Labour's leadership hopefuls are set to meet party bosses amid claims of entryism during the election. The get together is somewhat secretive as officials will not reveal the time and location of the meeting, only that the event is happening today (25 August).

Labour grandees and Andy Burnham have warned about the "one member, one vote" rules, which enable "supporters" to have a say in the election as long as they donate £3 to the party and promise that their political values are in line with Labour's.

The party have maintained that they have a rigorous check system in place and have been able to weed out high profile entryists like Conservative commentator Toby Young and former Liberal Democrat staffer Miranda Green.

Large numbers of people have got involved in politics for the first time, particularly young people, that is great.
- Jeremy Corbyn

But after Labour revealed that more than 610,000 people had registered to vote in the leadership election, Burnham stressed it was important to "identify the processes to make sure" that the contest is not undermined by saboteurs. He made the comments during the first hustings between the contenders since ballot papers were sent out on BBC Radio 5Live.

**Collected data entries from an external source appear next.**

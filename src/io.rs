//! Saving and loading of arbitrary serializable values

use std::fs::File;
use std::io::{BufReader, BufWriter, Write};
use std::path::{Path, PathBuf};

use serde::{de::DeserializeOwned, Serialize};

use crate::error::{Error, Result};

/// Extension enforced on every saved blob
pub const BLOB_EXTENSION: &str = "json";

/// Replaces whatever extension `location` carries with [`BLOB_EXTENSION`]
pub fn blob_path(location: impl AsRef<Path>) -> PathBuf {
    location.as_ref().with_extension(BLOB_EXTENSION)
}

/// Writes `payload` to `location`, returning the path actually written
pub fn save<T>(payload: &T, location: impl AsRef<Path>) -> Result<PathBuf>
where
    T: Serialize + ?Sized,
{
    let path = blob_path(location);
    let io_err = |source| Error::Io {
        path: path.clone(),
        source,
    };

    let mut writer = BufWriter::new(File::create(&path).map_err(io_err)?);
    serde_json::to_writer(&mut writer, payload).map_err(|source| Error::Serde {
        path: path.clone(),
        source,
    })?;
    writer.flush().map_err(io_err)?;

    tracing::debug!(path = %path.display(), "saved blob");
    Ok(path)
}

/// Reads a value previously written by [`save`]
pub fn load<T>(location: impl AsRef<Path>) -> Result<T>
where
    T: DeserializeOwned,
{
    let path = location.as_ref();
    let file = File::open(path).map_err(|source| Error::Io {
        path: path.to_path_buf(),
        source,
    })?;

    serde_json::from_reader(BufReader::new(file)).map_err(|source| Error::Serde {
        path: path.to_path_buf(),
        source,
    })
}
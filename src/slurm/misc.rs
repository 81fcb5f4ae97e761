use std::process::{Command, ExitStatus, Stdio};

use crate::error::{Error, Result};

/// A `--Format` field with an optional column width
pub type Field = (&'static str, Option<usize>);

/// Converts fields to an `sinfo` `--Format` argument
pub fn format_string(fields: &[Field]) -> String {
    fields
        .iter()
        .map(|(name, width)| match width {
            Some(width) => format!("{}:{}", name, width),
            // sinfo picks the default width (20)
            None => name.to_string(),
        })
        .collect::<Vec<_>>()
        .join(",")
}

/// Renders a command line for logging
pub fn display_command(command: &Command) -> String {
    std::iter::once(command.get_program())
        .chain(command.get_args())
        .map(|arg| arg.to_string_lossy())
        .collect::<Vec<_>>()
        .join(" ")
}

/// Runs `command` with inherited standard streams, blocking until it exits
pub fn run_inherited(mut command: Command) -> Result<ExitStatus> {
    tracing::debug!(command = %display_command(&command), "executing");

    command
        .stdin(Stdio::inherit())
        .stdout(Stdio::inherit())
        .stderr(Stdio::inherit())
        .status()
        .map_err(|source| Error::Spawn {
            program: command.get_program().to_string_lossy().into_owned(),
            source,
        })
}

/// Maps a child's exit status to the exit code of this process
pub fn exit_code(status: ExitStatus) -> i32 {
    if let Some(code) = status.code() {
        return code;
    }

    #[cfg(unix)]
    {
        use std::os::unix::process::ExitStatusExt;

        if let Some(signal) = status.signal() {
            return 128 + signal;
        }
    }

    1
}
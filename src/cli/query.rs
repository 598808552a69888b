//! Query commands (order, check, show, affected)
//!
//! These commands parse the declarations and inspect the dependency graph
//! without talking to any compiler.

use anyhow::{Context, Result};

use super::output::Output;
use crate::domain::{Declarations, DependencyGraph, TargetId, TargetKind};
use crate::storage::DeclarationFile;

fn load(output: &Output, ctx: &str, file: &DeclarationFile) -> Result<(Declarations, DependencyGraph)> {
    let declarations = file.read()?;
    let graph = DependencyGraph::from_declarations(&declarations)
        .context("Failed to build dependency graph")?;

    output.verbose_ctx(
        ctx,
        &format!(
            "Loaded {} targets and {} edges",
            graph.len(),
            graph.edge_count()
        ),
    );

    Ok((declarations, graph))
}

fn names(declarations: &Declarations, ids: &[TargetId]) -> Vec<String> {
    ids.iter()
        .filter_map(|id| declarations.targets().get(*id))
        .map(|t| t.name().to_string())
        .collect()
}

/// Print a valid build order
pub fn order(output: &Output, file: &DeclarationFile) -> Result<()> {
    let (declarations, graph) = load(output, "order", file)?;

    let order = graph
        .topological_order()
        .with_context(|| format!("No build order for {}", file.path().display()))?;

    if output.is_json() {
        let items: Vec<_> = order
            .iter()
            .filter_map(|id| declarations.targets().get(*id))
            .map(|t| {
                serde_json::json!({
                    "name": t.name(),
                    "kind": t.kind(),
                })
            })
            .collect();
        output.data(&items);
    } else if order.is_empty() {
        println!("No targets declared.");
    } else {
        println!("{:<6} {:<6} NAME", "STEP", "KIND");
        println!("{}", "-".repeat(40));
        for (step, id) in order.iter().enumerate() {
            if let Some(target) = declarations.targets().get(*id) {
                println!("{:<6} {:<6} {}", step + 1, target.kind(), target.name());
            }
        }
    }

    Ok(())
}

/// Check the declarations for cycles
pub fn check(output: &Output, file: &DeclarationFile) -> Result<()> {
    let (declarations, graph) = load(output, "check", file)?;

    let has_cycle = graph.has_cycle();
    let files = declarations
        .targets()
        .iter()
        .filter(|(_, t)| t.kind() == TargetKind::File)
        .count();
    let tasks = declarations.len() - files;
    let sources = names(&declarations, &graph.sources());
    let leaves = names(&declarations, &graph.leaves());

    if output.is_json() {
        output.data(&serde_json::json!({
            "targets": declarations.len(),
            "files": files,
            "tasks": tasks,
            "edges": graph.edge_count(),
            "cycle": has_cycle,
            "sources": sources,
            "leaves": leaves,
        }));
    } else {
        println!("Targets: {} ({} files, {} tasks)", declarations.len(), files, tasks);
        println!("Edges:   {}", graph.edge_count());
        println!("Cycle:   {}", if has_cycle { "detected" } else { "none" });
        println!("Sources: {}", sources.join(", "));
        println!("Leaves:  {}", leaves.join(", "));
    }

    if has_cycle {
        anyhow::bail!("Dependency cycle in {}", file.path().display());
    }

    Ok(())
}

/// Show a target and its direct dependencies and dependents
pub fn show(output: &Output, file: &DeclarationFile, name: &str) -> Result<()> {
    let (declarations, graph) = load(output, "show", file)?;

    let id = declarations.targets().id_of(name)?;
    let target = declarations.target(name)?;
    let dependencies = names(&declarations, graph.dependencies(id)?);
    let dependents = names(&declarations, graph.dependents(id)?);

    if output.is_json() {
        output.data(&serde_json::json!({
            "name": target.name(),
            "kind": target.kind(),
            "dependencies": dependencies,
            "dependents": dependents,
        }));
    } else {
        println!("{} ({})", target.name(), target.kind());
        println!("Depends on:  {}", display_list(&dependencies));
        println!("Needed by:   {}", display_list(&dependents));
    }

    Ok(())
}

/// List everything reachable from a target
pub fn affected(output: &Output, file: &DeclarationFile, name: &str) -> Result<()> {
    let (declarations, graph) = load(output, "affected", file)?;

    let id = declarations.targets().id_of(name)?;
    let reached = names(&declarations, &graph.reachable_from(id)?);
    output.verbose_ctx("affected", &format!("{} reaches {} targets", name, reached.len()));

    if output.is_json() {
        output.data(&reached);
    } else {
        println!("Changing '{}' rebuilds {} target(s):", name, reached.len());
        for target in &reached {
            println!("  {}", target);
        }
    }

    Ok(())
}

fn display_list(items: &[String]) -> String {
    if items.is_empty() {
        "-".to_string()
    } else {
        items.join(", ")
    }
}
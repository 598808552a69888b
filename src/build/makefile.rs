//! Incremental build orchestration
//!
//! A run moves through
//! `Parsing -> ModificationScan -> Ordering -> {CycleFailure | Rebuilding} -> Done`.
//! Targets are visited in topological order, so a target's modified flag is
//! final by the time it is examined: every dependency has already been
//! visited and has pushed its staleness to everything reachable from it.

use std::path::Path;

use serde::Serialize;
use thiserror::Error;

use super::compiler::{CompilerError, ExternalCompiler};
use crate::domain::{Declarations, DependencyGraph, GraphError, TargetId, TargetRegistry};
use crate::storage::{DeclarationFile, ParseError};

#[derive(Debug, Error)]
pub enum BuildError {
    #[error(transparent)]
    Parse(#[from] ParseError),

    #[error("Internal graph error: {0}")]
    Graph(#[from] GraphError),

    #[error(transparent)]
    Compiler(#[from] CompilerError),
}

/// Phases of a build run
#[derive(Debug, Clone, Copy, PartialEq, Eq, Serialize)]
#[serde(rename_all = "kebab-case")]
pub enum BuildPhase {
    Parsing,
    ModificationScan,
    Ordering,
    CycleFailure,
    Rebuilding,
    Done,
}

/// Summary of a finished run
#[derive(Debug, Clone, PartialEq, Eq, Serialize)]
pub struct BuildReport {
    /// Terminal phase: `Done` or `CycleFailure`
    pub phase: BuildPhase,

    /// Number of targets in the declarations
    pub targets: usize,

    /// File targets the compiler reported as modified
    pub modified: Vec<String>,

    /// Targets passed to `compile`, in call order
    pub compiled: Vec<String>,
}

impl BuildReport {
    fn new(targets: usize) -> Self {
        Self {
            phase: BuildPhase::Parsing,
            targets,
            modified: Vec::new(),
            compiled: Vec::new(),
        }
    }

    pub fn is_cycle_failure(&self) -> bool {
        self.phase == BuildPhase::CycleFailure
    }
}

/// Marks every target reachable from `start` as modified
///
/// Returns how many targets were reached, `start` included.
pub fn propagate_modified(
    targets: &mut TargetRegistry,
    graph: &DependencyGraph,
    start: TargetId,
) -> Result<usize, GraphError> {
    let reached = graph.reachable_from(start)?;
    for id in &reached {
        let target = targets.get_mut(*id).ok_or(GraphError::UnknownVertex(*id))?;
        target.set_modified(true);
    }
    Ok(reached.len())
}

/// Drives incremental builds against an external compiler
pub struct Makefile<C> {
    compiler: C,
}

impl<C: ExternalCompiler> Makefile<C> {
    pub fn new(compiler: C) -> Self {
        Self { compiler }
    }

    pub fn into_compiler(self) -> C {
        self.compiler
    }

    /// Parses the declaration file at `path` and builds it
    ///
    /// An unreadable file fails before the compiler is consulted.
    pub fn process_file(&mut self, path: impl AsRef<Path>) -> Result<BuildReport, BuildError> {
        let declarations = DeclarationFile::new(path.as_ref()).read()?;
        self.process(declarations)
    }

    /// Builds already-parsed declarations
    ///
    /// A dependency cycle is not an error: the compiler's `fail` is called
    /// once and the report ends in [`BuildPhase::CycleFailure`].
    pub fn process(&mut self, mut declarations: Declarations) -> Result<BuildReport, BuildError> {
        let mut report = BuildReport::new(declarations.len());

        report.phase = BuildPhase::ModificationScan;
        for target in declarations.targets_mut().iter_mut() {
            let modified = target.is_file() && self.compiler.was_modified(target.name())?;
            target.set_modified(modified);
            if modified {
                report.modified.push(target.name().to_string());
            }
        }

        report.phase = BuildPhase::Ordering;
        let graph = DependencyGraph::from_declarations(&declarations)?;
        if graph.has_cycle() {
            self.compiler.fail();
            report.phase = BuildPhase::CycleFailure;
            return Ok(report);
        }
        let order = graph.topological_order()?;

        report.phase = BuildPhase::Rebuilding;
        let targets = declarations.targets_mut();
        for id in order {
            let target = targets.get(id).ok_or(GraphError::UnknownVertex(id))?;
            if !target.is_modified() {
                continue;
            }

            let name = target.name().to_string();
            self.compiler.compile(&name)?;
            report.compiled.push(name);

            propagate_modified(targets, &graph, id)?;
        }

        report.phase = BuildPhase::Done;
        Ok(report)
    }
}
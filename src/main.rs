//! incmake - minimal incremental make

use std::process::ExitCode;

fn main() -> ExitCode {
    if let Err(e) = incmake::cli::run() {
        eprintln!("Error: {:#}", e);
        ExitCode::FAILURE
    } else {
        ExitCode::SUCCESS
    }
}
//! Project management
//!
//! Locates the project root, loads its configuration and resolves the
//! declaration file a command should read.

use std::fs;
use std::path::{Path, PathBuf};

use anyhow::{Context, Result};
use thiserror::Error;

use super::config::PROJECT_CONFIG_FILE;
use super::{Config, DeclarationFile};

#[derive(Debug, Error)]
pub enum ProjectError {
    #[error("Not in an incmake project. Run 'incmake init' first.")]
    NotInProject,
}

/// An incmake project: a root directory plus its configuration
pub struct Project {
    root: PathBuf,
    config: Config,
}

impl Project {
    /// Opens an existing project at the given path
    pub fn open(root: impl Into<PathBuf>) -> Result<Self> {
        let root = root.into();

        if !root.join(PROJECT_CONFIG_FILE).is_file() {
            return Err(ProjectError::NotInProject.into());
        }

        let config = Config::for_project(&root)?;

        Ok(Self { root, config })
    }

    /// Opens the project at the current directory or a parent
    ///
    /// Outside of a project the current directory is used as the root with
    /// default configuration.
    pub fn open_current() -> Result<Self> {
        match Config::find_project_root() {
            Some(root) => Self::open(root),
            None => {
                let root = std::env::current_dir().context("Failed to read current directory")?;
                let config = Config::load()?;
                Ok(Self { root, config })
            }
        }
    }

    /// Initializes a new project at the given path
    pub fn init(root: impl Into<PathBuf>) -> Result<Self> {
        let root = root.into();

        fs::create_dir_all(&root)
            .with_context(|| format!("Failed to create project directory: {}", root.display()))?;

        let config_path = root.join(PROJECT_CONFIG_FILE);
        if !config_path.exists() {
            let default_config = r#"# incmake configuration

# Declaration file, relative to this directory
build_file = "build.txt"

# Command run for every stale target; {name} is replaced by the target name
# compile_command = "echo building {name}"

# Which files count as modified when no flag is given: "all" or "none"
modified = "all"
"#;
            fs::write(&config_path, default_config)
                .with_context(|| format!("Failed to write config: {}", config_path.display()))?;
        }

        Self::open(root)
    }

    /// Returns the project root path
    pub fn root(&self) -> &Path {
        &self.root
    }

    /// Returns the configuration
    pub fn config(&self) -> &Config {
        &self.config
    }

    /// Returns the declaration file to read
    ///
    /// An explicit path wins over the configured `build_file`.
    pub fn declaration_file(&self, explicit: Option<&Path>) -> DeclarationFile {
        match explicit {
            Some(path) => DeclarationFile::new(path),
            None => DeclarationFile::for_project(&self.root, &self.config.project.build_file),
        }
    }
}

However, frontrunner Jeremy Corbyn questioned the infiltration claims. The left-winger said: "600,000 people have either joined the Labour party or signed up as supporters, we should be pleased about that. Large numbers of people have got involved in politics for the first time, particularly young people, that is great."

Corbyn, with a 37 point lead in the latest revised opinion poll, is set to become Ed Miliband's successor when the winner is announced at a special Labour conference on 12 September. The political relationship between the 66 year old and Burnham has been cordial throughout the contest, but Yvette Cooper has openly criticised Corbyn.

The former work and pensions secretary even went as far as saying that Corbyn had "legitimised" homophobic speakers. Cooper said: "I don't think he should give legitimacy to by inviting to public meetings."

But Corbyn said he had met these controversial people, notably representatives of terror groups Hezbollah and Hamas, in the context of talks over the Middle East peace process and he stressed that he did not share their beliefs when it came down to human rights.